Halpern is now extending the trial to more patients and hopes to ultimately include other areas of the brain, including those that involve memory.
He imagines a day when people with severe obesity, who have failed conventional treatments, can walk into a clinic and have their brain circuits assessed to see which ones may be misfiring.
Many might find relief with noninvasive brain stimulation, like transcranial magnetic stimulation (already in use for depression). Others might need a more extreme approach, like the deep brain stimulation, or DBS, therapy Halpern used.
“Obviously, DBS is hard to scale, so it would have to be reserved for the most severe patients,” he said.
Still, not everyone believes brain-based drugs and surgeries are the answer.
David Ludwig, MD, PhD, a professor of nutrition at the Harvard School of Public Health, played a key role in the discovery of GLP-1 and acknowledges that “of course” the brain influences body composition. But to him, explaining obesity as a disease of the brain oversimplifies it, discounting metabolic factors such as a tendency to store too much fat.
He noted that it’s hard to get drug companies, or any agencies, to fund large clinical trials on simple things like low-carbohydrate diets or exercise programs.
“We need all the tools we can get in the battle against the obesity epidemic, and new technologies are worth exploring,” he said. “However, the success of these drugs should not lead us to deprioritize diet and lifestyle interventions.”

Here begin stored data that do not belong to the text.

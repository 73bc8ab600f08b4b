//! The archive document: one account's full snapshot.

use std::fmt;
use std::str::FromStr;

use serde::{Deserialize, Serialize};
use serde_json::Value;

use crate::error::{Error, InvalidInputError};
use crate::record::Record;

/// One account's full snapshot: account metadata, the four record
/// collections, and the wholesale-replaced social-graph lists.
///
/// The document is the sole unit of durable state. It is owned exclusively
/// by the running invocation; concurrent writers are unsupported.
#[derive(Debug, Clone, Default, Serialize, Deserialize)]
pub struct ArchiveDocument {
    /// Account payload as returned by the credential check.
    #[serde(default)]
    pub account: Value,

    #[serde(default)]
    pub statuses: Vec<Record>,

    #[serde(default)]
    pub favourites: Vec<Record>,

    #[serde(default)]
    pub bookmarks: Vec<Record>,

    #[serde(default)]
    pub mentions: Vec<Record>,

    /// People following the account. Replaced wholesale on each fetch.
    #[serde(default, skip_serializing_if = "Vec::is_empty")]
    pub followers: Vec<Value>,

    /// People the account follows. Replaced wholesale on each fetch.
    #[serde(default, skip_serializing_if = "Vec::is_empty")]
    pub following: Vec<Value>,

    #[serde(default, skip_serializing_if = "Vec::is_empty")]
    pub mutes: Vec<Value>,

    #[serde(default, skip_serializing_if = "Vec::is_empty")]
    pub blocks: Vec<Value>,
}

impl ArchiveDocument {
    /// Borrow one of the named record collections.
    pub fn collection(&self, collection: Collection) -> &[Record] {
        match collection {
            Collection::Statuses => &self.statuses,
            Collection::Favourites => &self.favourites,
            Collection::Bookmarks => &self.bookmarks,
            Collection::Mentions => &self.mentions,
        }
    }

    /// Mutably borrow one of the named record collections.
    pub fn collection_mut(&mut self, collection: Collection) -> &mut Vec<Record> {
        match collection {
            Collection::Statuses => &mut self.statuses,
            Collection::Favourites => &mut self.favourites,
            Collection::Bookmarks => &mut self.bookmarks,
            Collection::Mentions => &mut self.mentions,
        }
    }
}

/// A named, ordered record collection within the archive.
#[derive(Debug, Clone, Copy, PartialEq, Eq, Hash)]
pub enum Collection {
    Statuses,
    Favourites,
    Bookmarks,
    Mentions,
}

impl Collection {
    /// All record collections, in archive order.
    pub const ALL: [Collection; 4] = [
        Collection::Statuses,
        Collection::Favourites,
        Collection::Bookmarks,
        Collection::Mentions,
    ];

    /// The collection's key in the archive document.
    pub fn as_str(self) -> &'static str {
        match self {
            Collection::Statuses => "statuses",
            Collection::Favourites => "favourites",
            Collection::Bookmarks => "bookmarks",
            Collection::Mentions => "mentions",
        }
    }
}

impl fmt::Display for Collection {
    fn fmt(&self, f: &mut fmt::Formatter<'_>) -> fmt::Result {
        f.write_str(self.as_str())
    }
}

impl FromStr for Collection {
    type Err = Error;

    fn from_str(s: &str) -> Result<Self, Self::Err> {
        match s {
            "statuses" => Ok(Collection::Statuses),
            "favourites" => Ok(Collection::Favourites),
            "bookmarks" => Ok(Collection::Bookmarks),
            "mentions" => Ok(Collection::Mentions),
            other => Err(InvalidInputError::Collection {
                value: other.to_string(),
            }
            .into()),
        }
    }
}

Stanford, who has received consulting fees from Wegovy, believes the future of treatment lies in a multi-pronged approach, with surgery, medication, and lifestyle changes coalescing in a lasting, but fragile, remission.
“Unfortunately, there is no cure for obesity,” said Stanford, whose patients often have setbacks and must try new strategies. “There are treatments that work for a while, but they are constantly pushing up against this origin in the brain.”
Smith says understanding this has been a big part of his success.
He is now a leaner and healthier 5-foot-6 and 204 pounds. In addition to taking his medication, he walks to work, goes to the gym twice a week, limits his portions, and tries to reframe the way he thinks about food, viewing it as fuel rather than an indulgence.
Sometimes, when he looks in the mirror, he is reminded of his 380-pound self, and it scares him. He doesn’t want to go back there. He’s confident now that he won’t have to.
“There is this misconception out there that you just need to put the fork down, but I’m learning it’s more complicated than that,” he said. “I intend to treat this as the illness that it is and do what I need to combat it so I’m able to keep this new reality I have built for myself.”